‘Cry letter’ to lender can reduce waiting period
For the most part, we are a forgiving society. We believe that people often learn from their mistakes, and everybody deserves a second chance. Our mortgage system incorporates some of that philosophy — up to a point.
The two largest mistakes of consumers that challenge the capacity of the mortgage system to forgive are bankruptcy and foreclosure. Both are recorded in the borrower’s credit file and stay there for an extended period: Mortgage foreclosure and Chapter 13 bankruptcy remain for seven years, and Chapter 7 bankruptcy for 10 years.
Both cause an immediate and sharp reduction in the borrower’s credit score. However, because the scoring system weights new information more heavily than old information, it is inherently forgiving of past misdeeds, provided that the new information generated by the borrower is favorable.
But lenders have a longer memory than credit scorers, and they set minimum time periods for “forgiveness,” independently of and without regard for credit scores. I recently received a letter from a prospective borrower with a credit score of 750 (same as mine) who had been discharged from Chapter 7 bankruptcy three years earlier.
She had used the three years to rebuild her credit. The reason she wrote me was that, despite her good score, she was being turned down for a mortgage.
About 95 percent of all mortgages being written today are sold to Fannie Mae or Freddie Mac, or insured by the Federal Housing Administration (FHA). These agencies set the rules that lenders implement. However, lenders can be tougher than the agencies and many are because they don’t want high default rates on the loans they originate.
Fannie Mae requires the following waiting periods before a borrower becomes eligible for a mortgage the agency will purchase: two years after a Chapter 13 bankruptcy; four years after a Chapter 7 bankruptcy; and five years after a foreclosure.
Borrowers who have been foreclosed on, furthermore, must put 10 percent down, have a credit score of 680, and must wait an additional two years before they become eligible to purchase a second home or an investment property. Freddie Mac’s rules are the same.
But the agencies include provisions for “extenuating circumstances,” which, if met, reduce the required waiting periods — to two years on a bankruptcy and three years on a foreclosure.
Extenuating circumstances are credible excuses for the bankruptcy or foreclosure that can be interpreted to mean that the likelihood of a recurrence is very low. The case is made in what lenders call a “cry letter,” which is included in the borrower’s application.
The burden of proof is on the borrower. The agencies will be looking for a multiple-cause explanation for the bankruptcy or foreclosure. People lose their jobs; they get sick; they have accidents; they suffer deaths in the family; they are victimized by fraud; etc. Not one of these in itself is likely to be viewed as an extenuating circumstance, but a combination of them might.
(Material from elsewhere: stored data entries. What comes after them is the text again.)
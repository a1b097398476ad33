//! Process-level helpers.

use tracing::{info, warn};

/// Resolves on Ctrl-C, or SIGTERM on Unix.
pub async fn shutdown_signal() {
    let ctrl_c = async {
        if let Err(e) = tokio::signal::ctrl_c().await {
            warn!(error = %e, "Failed to listen for Ctrl-C");
            std::future::pending::<()>().await;
        }
    };

    #[cfg(unix)]
    let terminate = async {
        match tokio::signal::unix::signal(tokio::signal::unix::SignalKind::terminate()) {
            Ok(mut signal) => {
                signal.recv().await;
            }
            Err(e) => {
                warn!(error = %e, "Failed to listen for SIGTERM");
                std::future::pending::<()>().await;
            }
        }
    };

    #[cfg(not(unix))]
    let terminate = std::future::pending::<()>();

    tokio::select! {
        _ = ctrl_c => {}
        _ = terminate => {}
    }

    info!("Shutdown signal received");
}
The agencies will also look for evidence that, whatever the causes of the past problem, the current situation of the borrower is one that is reasonably secure against a recurrence. In addition, they want the borrower to document that since the occurrence of the bankruptcy or foreclosure, the borrower’s capacity to handle financial affairs has improved.
A rising credit score and an ability to make a significant down payment on a forthcoming loan are good evidence of this.
The major hurdle facing the borrower who wants to plead extenuating circumstances is convincing the lender. Some loan officers will help borrowers craft the letter, because they know what the underwriters are looking for, but the prospect of success is much lower than it was before the financial crisis.
Every aspect of loan underwriting has gotten tougher, and the ability to plead extenuating circumstances is no exception.
FHA’s rules on bankruptcy, foreclosure and extenuating circumstances are more liberal than those of Fannie and Freddie. For example, under FHA rules a borrower must wait only two years following discharge from a Chapter 7 bankruptcy, and they can qualify while they are still in a Chapter 13 bankruptcy. They need only to document that all payments within the bankruptcy plan have been made on time for a year, and that they have permission from the court to take a mortgage.
The challenge to borrowers who need an FHA mortgage is that most lenders have more restrictive rules than FHA. They don’t want to take the risk that high default rates on the FHA loans they originate will get them tossed out of the FHA program.
There are a few FHA lenders who are as liberal as FHA, but charge rates and points well above those posted by other lenders. They are the subprime lenders of the post-crisis market, and should be avoided if at all possible.